AWS Kinesis Data Streams vs. Kinesis Data Firehose

by L. Peng · February 27, 2019

The AWS Kinesis Platform offers four services: Kinesis Video Streams (which can capture, process, and store live media data), Kinesis Data Streams (which can capture, process, and store real-time data), Kinesis Data Firehose (which can load real-time data streams into data storage), and Kinesis Data Analytics (which can analyze real-time data with SQL). AWS Kinesis Data Streams may be considered as a cloud-native service of Apache Kafka. In the last post, we compared Apache Kafka and AWS Kinesis Data Streams. These three data set services — Kinesis Data Streams, Kinesis Data Firehose, and Kinesis Data Analytics — can work together to perform the real-time analysis.

Data Flows

One may see different combinations of these three data set services such as:

Input -> Kinesis Data Streams -> Kinesis Data Analytics, Spark on EMR, you consume code on EC2, or Lambda function -> Output
Input -> Kinesis Data Firehose -> AWS S3, AWS Redshift, AWS Elasticsearch Service (ES), or Splunk -> Output
Input -> Kinesis Data Streams or Kinesis Data Firehose -> Kinesis Data Analytics -> Output
Input -> Kinesis Data Streams -> Kinesis Data Analytics -> Kinesis Data Firehose and/or Kinesis Data Streams -> Process or store data -> Output
Input -> Kinesis Data Streams -> Kinesis Data Firehose -> Store data for Analytics ->Output

For example, consider the Streaming Analytics Pipeline architecture on AWS: one can either analyze the stream data through the Kinesis Data Analytics application and then deliver the analyzed data into the configured destinations or trigger the Lambda function through the Kinesis Data Firehose delivery stream to store data into S3.

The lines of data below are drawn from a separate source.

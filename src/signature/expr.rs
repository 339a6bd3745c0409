// Tue Jan 20 2026 - Alex

//! Address expressions applied to each match of a signature.
//!
//! Expressions are infix with hexadecimal literals (`10` is sixteen, a `0x` prefix is allowed):
//!
//! - `$` (or `$here`, `here`) is the address of the match,
//! - `+ - * / % & ^ |` are wrapping 64-bit operators, `*` `/` `%` binding tightest and `|` loosest,
//! - `( )` groups,
//! - `[expr]` loads an integer from the scanned regions. A suffix picks the width: `.b`, `.w`,
//!   `.d`, `.q` (no suffix reads 8 bytes). `.s` before the width sign-extends the value, and
//!   `.r` adds the value to the load address (`.r` alone reads a signed dword).
//!
//! A rel32 call target is `[$+1].r+4`; a RIP-relative `mov rax, [rip+disp]` is `[$+3].r+4`.

use crate::memory::Region;
use crate::signature::ExprError;
use std::fmt;
use std::str::FromStr;

const POINTER_SIZE: usize = 8;

#[derive(Debug, Clone, Copy, PartialEq, Eq)]
enum BinOp {
    Add,
    Sub,
    Mul,
    Div,
    Mod,
    And,
    Xor,
    Or,
}

impl BinOp {
    fn from_char(c: char) -> Option<Self> {
        match c {
            '+' => Some(Self::Add),
            '-' => Some(Self::Sub),
            '*' => Some(Self::Mul),
            '/' => Some(Self::Div),
            '%' => Some(Self::Mod),
            '&' => Some(Self::And),
            '^' => Some(Self::Xor),
            '|' => Some(Self::Or),
            _ => None,
        }
    }

    fn precedence(self) -> u8 {
        match self {
            Self::Mul | Self::Div | Self::Mod => 6,
            Self::Add | Self::Sub => 5,
            Self::And => 4,
            Self::Xor => 3,
            Self::Or => 2,
        }
    }

    fn apply(self, lhs: u64, rhs: u64) -> Result<u64, ExprError> {
        match self {
            Self::Add => Ok(lhs.wrapping_add(rhs)),
            Self::Sub => Ok(lhs.wrapping_sub(rhs)),
            Self::Mul => Ok(lhs.wrapping_mul(rhs)),
            Self::Div => lhs.checked_div(rhs).ok_or(ExprError::DivideByZero),
            Self::Mod => lhs.checked_rem(rhs).ok_or(ExprError::DivideByZero),
            Self::And => Ok(lhs & rhs),
            Self::Xor => Ok(lhs ^ rhs),
            Self::Or => Ok(lhs | rhs),
        }
    }
}

#[derive(Debug, Clone, Copy, PartialEq, Eq)]
struct Load {
    size: usize,
    signed: bool,
    relative: bool,
}

#[derive(Debug, Clone, PartialEq, Eq)]
enum Node {
    Number(u64),
    Here,
    Binary(BinOp, Box<Node>, Box<Node>),
    Load(Load, Box<Node>),
}

/// A parsed `ops` expression.
#[derive(Debug, Clone, PartialEq, Eq)]
pub struct Expression {
    source: String,
    root: Node,
}

impl Expression {
    pub fn parse(source: &str) -> Result<Self, ExprError> {
        let mut parser = Parser { source, pos: 0 };
        let root = parser.expr(0)?;

        if let Some(found) = parser.peek() {
            return Err(ExprError::Unexpected { found, position: parser.pos });
        }

        Ok(Self {
            source: source.trim().to_string(),
            root,
        })
    }

    /// Evaluates the expression for a match at `here`, reading memory from `regions`.
    pub fn evaluate(&self, here: u64, regions: &[Region<'_>]) -> Result<u64, ExprError> {
        eval(&self.root, here, regions)
    }
}

impl FromStr for Expression {
    type Err = ExprError;

    fn from_str(s: &str) -> Result<Self, Self::Err> {
        Self::parse(s)
    }
}

impl fmt::Display for Expression {
    fn fmt(&self, f: &mut fmt::Formatter<'_>) -> fmt::Result {
        f.write_str(&self.source)
    }
}

fn eval(node: &Node, here: u64, regions: &[Region<'_>]) -> Result<u64, ExprError> {
    match node {
        Node::Number(value) => Ok(*value),
        Node::Here => Ok(here),
        Node::Binary(op, lhs, rhs) => {
            let lhs = eval(lhs, here, regions)?;
            let rhs = eval(rhs, here, regions)?;
            op.apply(lhs, rhs)
        }
        Node::Load(load, address) => {
            let address = eval(address, here, regions)?;
            let raw = regions.iter()
                .find_map(|region| region.read_uint(address, load.size))
                .ok_or(ExprError::Unreadable { address, size: load.size })?;

            let value = if load.signed { sign_extend(raw, load.size * 8) } else { raw };
            Ok(if load.relative { address.wrapping_add(value) } else { value })
        }
    }
}

fn sign_extend(value: u64, bits: usize) -> u64 {
    if bits >= 64 {
        return value;
    }
    let sign = 1u64 << (bits - 1);
    (value ^ sign).wrapping_sub(sign)
}

struct Parser<'s> {
    source: &'s str,
    pos: usize,
}

impl Parser<'_> {
    fn skip_whitespace(&mut self) {
        let rest = &self.source[self.pos..];
        self.pos += rest.len() - rest.trim_start().len();
    }

    /// Next non-whitespace character, not consumed.
    fn peek(&mut self) -> Option<char> {
        self.skip_whitespace();
        self.source[self.pos..].chars().next()
    }

    /// Consumes `c` if it is the very next character.
    fn eat(&mut self, c: char) -> bool {
        if self.source[self.pos..].starts_with(c) {
            self.pos += c.len_utf8();
            true
        } else {
            false
        }
    }

    fn expect_char(&mut self, c: char) -> Result<(), ExprError> {
        match self.peek() {
            Some(found) if found == c => {
                self.pos += c.len_utf8();
                Ok(())
            }
            Some(found) => Err(ExprError::Unexpected { found, position: self.pos }),
            None => Err(ExprError::UnexpectedEnd),
        }
    }

    fn word(&mut self) -> &str {
        let rest = &self.source[self.pos..];
        let len = rest.find(|c: char| !c.is_ascii_alphanumeric() && c != '_').unwrap_or(rest.len());
        self.pos += len;
        &rest[..len]
    }

    fn expr(&mut self, min_precedence: u8) -> Result<Node, ExprError> {
        let mut lhs = self.atom()?;

        while let Some(op) = self.peek().and_then(BinOp::from_char) {
            let precedence = op.precedence();
            if precedence < min_precedence {
                break;
            }
            self.pos += 1;
            let rhs = self.expr(precedence + 1)?;
            lhs = Node::Binary(op, Box::new(lhs), Box::new(rhs));
        }

        Ok(lhs)
    }

    fn atom(&mut self) -> Result<Node, ExprError> {
        self.skip_whitespace();
        let position = self.pos;

        match self.peek() {
            None => Err(ExprError::UnexpectedEnd),
            Some('(') => {
                self.pos += 1;
                let inner = self.expr(0)?;
                self.expect_char(')')?;
                Ok(inner)
            }
            Some('[') => {
                self.pos += 1;
                let inner = self.expr(0)?;
                self.expect_char(']')?;
                let load = self.load_suffix()?;
                Ok(Node::Load(load, Box::new(inner)))
            }
            Some('$') => {
                self.pos += 1;
                match self.word() {
                    "" | "here" => Ok(Node::Here),
                    name => Err(ExprError::UnknownSymbol { name: name.to_string(), position }),
                }
            }
            Some(c) if c.is_ascii_alphanumeric() => {
                let word = self.word();
                if word == "here" {
                    return Ok(Node::Here);
                }
                let digits = word.strip_prefix("0x").or_else(|| word.strip_prefix("0X")).unwrap_or(word);
                u64::from_str_radix(digits, 16)
                    .map(Node::Number)
                    .map_err(|_| ExprError::InvalidNumber { text: word.to_string(), position })
            }
            Some(found) => Err(ExprError::Unexpected { found, position }),
        }
    }

    fn load_suffix(&mut self) -> Result<Load, ExprError> {
        let mut load = Load {
            size: POINTER_SIZE,
            signed: false,
            relative: false,
        };

        if !self.eat('.') {
            return Ok(load);
        }

        load.relative = self.eat('r');
        load.signed = self.eat('s');

        let position = self.pos;
        load.size = if self.eat('b') {
            1
        } else if self.eat('w') {
            2
        } else if self.eat('d') {
            4
        } else if self.eat('q') {
            8
        } else if load.relative {
            load.signed = true;
            4
        } else {
            return Err(ExprError::InvalidLoadSize { position });
        };

        Ok(load)
    }
}

#[cfg(test)]
mod tests {
    use super::*;

    fn eval_at(source: &str, here: u64, regions: &[Region<'_>]) -> Result<u64, ExprError> {
        Expression::parse(source)?.evaluate(here, regions)
    }

    #[test]
    fn test_arithmetic() {
        assert_eq!(eval_at("$ + 10", 0x1000, &[]), Ok(0x1010));
        assert_eq!(eval_at("here - 1", 0x1000, &[]), Ok(0xFFF));
        assert_eq!(eval_at("2 + 3 * 4", 0, &[]), Ok(14));
        assert_eq!(eval_at("(2 + 3) * 4", 0, &[]), Ok(20));
        assert_eq!(eval_at("10 - 4 - 2", 0, &[]), Ok(10));
        assert_eq!(eval_at("0xF0 | 0F & 3", 0, &[]), Ok(0xF3));
        assert_eq!(eval_at("$here - 1", 0, &[]), Ok(u64::MAX));
    }

    #[test]
    fn test_rel32_call_target() {
        // call 0x2000 at 0x1000, then call 0x800 at 0x1005
        let code = [0xE8, 0xFB, 0x0F, 0x00, 0x00, 0xE8, 0xF6, 0xF7, 0xFF, 0xFF];
        let regions = [Region::new(0x1000, &code)];

        assert_eq!(eval_at("[$+1].r+4", 0x1000, &regions), Ok(0x2000));
        assert_eq!(eval_at("[$+1].r+4", 0x1005, &regions), Ok(0x800));
    }

    #[test]
    fn test_rip_relative_load() {
        // mov rax, [rip+0x10] at 0x4000
        let code = [0x48, 0x8B, 0x05, 0x10, 0x00, 0x00, 0x00];
        let regions = [Region::new(0x4000, &code)];
        assert_eq!(eval_at("[$+3].r+4", 0x4000, &regions), Ok(0x4017));
    }

    #[test]
    fn test_load_widths() {
        let data = [0xFE, 0xFF, 0x34, 0x12, 0x00, 0x00, 0x00, 0x80];
        let regions = [Region::new(0x10, &data)];

        assert_eq!(eval_at("[10].b", 0, &regions), Ok(0xFE));
        assert_eq!(eval_at("[10].sb", 0, &regions), Ok((-2i64) as u64));
        assert_eq!(eval_at("[10].w", 0, &regions), Ok(0xFFFE));
        assert_eq!(eval_at("[12].d", 0, &regions), Ok(0x1234));
        assert_eq!(eval_at("[10]", 0, &regions), Ok(0x8000_0000_1234_FFFE));
        assert_eq!(eval_at("[10].q", 0, &regions), eval_at("[10]", 0, &regions));
    }

    #[test]
    fn test_unreadable_memory() {
        let data = [0u8; 4];
        let regions = [Region::new(0x10, &data)];
        assert_eq!(
            eval_at("[12].d", 0, &regions),
            Err(ExprError::Unreadable { address: 0x12, size: 4 })
        );
    }

    #[test]
    fn test_division_by_zero() {
        assert_eq!(eval_at("$ / 0", 5, &[]), Err(ExprError::DivideByZero));
        assert_eq!(eval_at("$ % 0", 5, &[]), Err(ExprError::DivideByZero));
    }

    #[test]
    fn test_parse_errors() {
        assert_eq!(Expression::parse(""), Err(ExprError::UnexpectedEnd));
        assert_eq!(Expression::parse("$ +"), Err(ExprError::UnexpectedEnd));
        assert_eq!(Expression::parse("($ + 1"), Err(ExprError::UnexpectedEnd));
        assert_eq!(Expression::parse("$ 1"), Err(ExprError::Unexpected { found: '1', position: 2 }));
        assert_eq!(Expression::parse("[$].x"), Err(ExprError::InvalidLoadSize { position: 4 }));
        assert!(matches!(Expression::parse("$base"), Err(ExprError::UnknownSymbol { .. })));
        assert!(matches!(Expression::parse("zz"), Err(ExprError::InvalidNumber { .. })));
    }

    #[test]
    fn test_display_keeps_source() {
        let expression: Expression = "  [$+1].r + 4 ".parse().unwrap();
        assert_eq!(expression.to_string(), "[$+1].r + 4");
    }
}
// Tue Jan 20 2026 - Alex

use thiserror::Error;

#[derive(Error, Debug, Clone, PartialEq, Eq)]
pub enum ParseError {
    #[error("Pattern is empty")]
    Empty,
    #[error("Invalid token \"{token}\" at index {index} (column {position})")]
    InvalidToken {
        token: String,
        /// Ordinal of the token among the whitespace-separated tokens.
        index: usize,
        /// Byte column of the token in the pattern text.
        position: usize,
    },
}

impl ParseError {
    pub fn token(&self) -> Option<&str> {
        match self {
            Self::Empty => None,
            Self::InvalidToken { token, .. } => Some(token),
        }
    }

    pub fn index(&self) -> Option<usize> {
        match self {
            Self::Empty => None,
            Self::InvalidToken { index, .. } => Some(*index),
        }
    }
}
// Tue Jan 20 2026 - Alex

use colored::Colorize;

fn main() {
    if let Err(e) = binpattern::ui::cli::run() {
        eprintln!("{} {:#}", "[!]".red(), e);
        std::process::exit(1);
    }
}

Another example mentioned in the AWS document is that you can configure Amazon Kinesis Data Streams to send information to a Kinesis Data Firehose delivery stream. After that, you can also use Kinesis Data Analytics or other Kinesis Data Streams which depends on the use case. Concerning data streaming buffer, both Data Streams and Data Firehose can fulfill this task. Thus, in this post, we will compare Kinesis Data Streams (KDS) and Kineses Data Firehose (KDF).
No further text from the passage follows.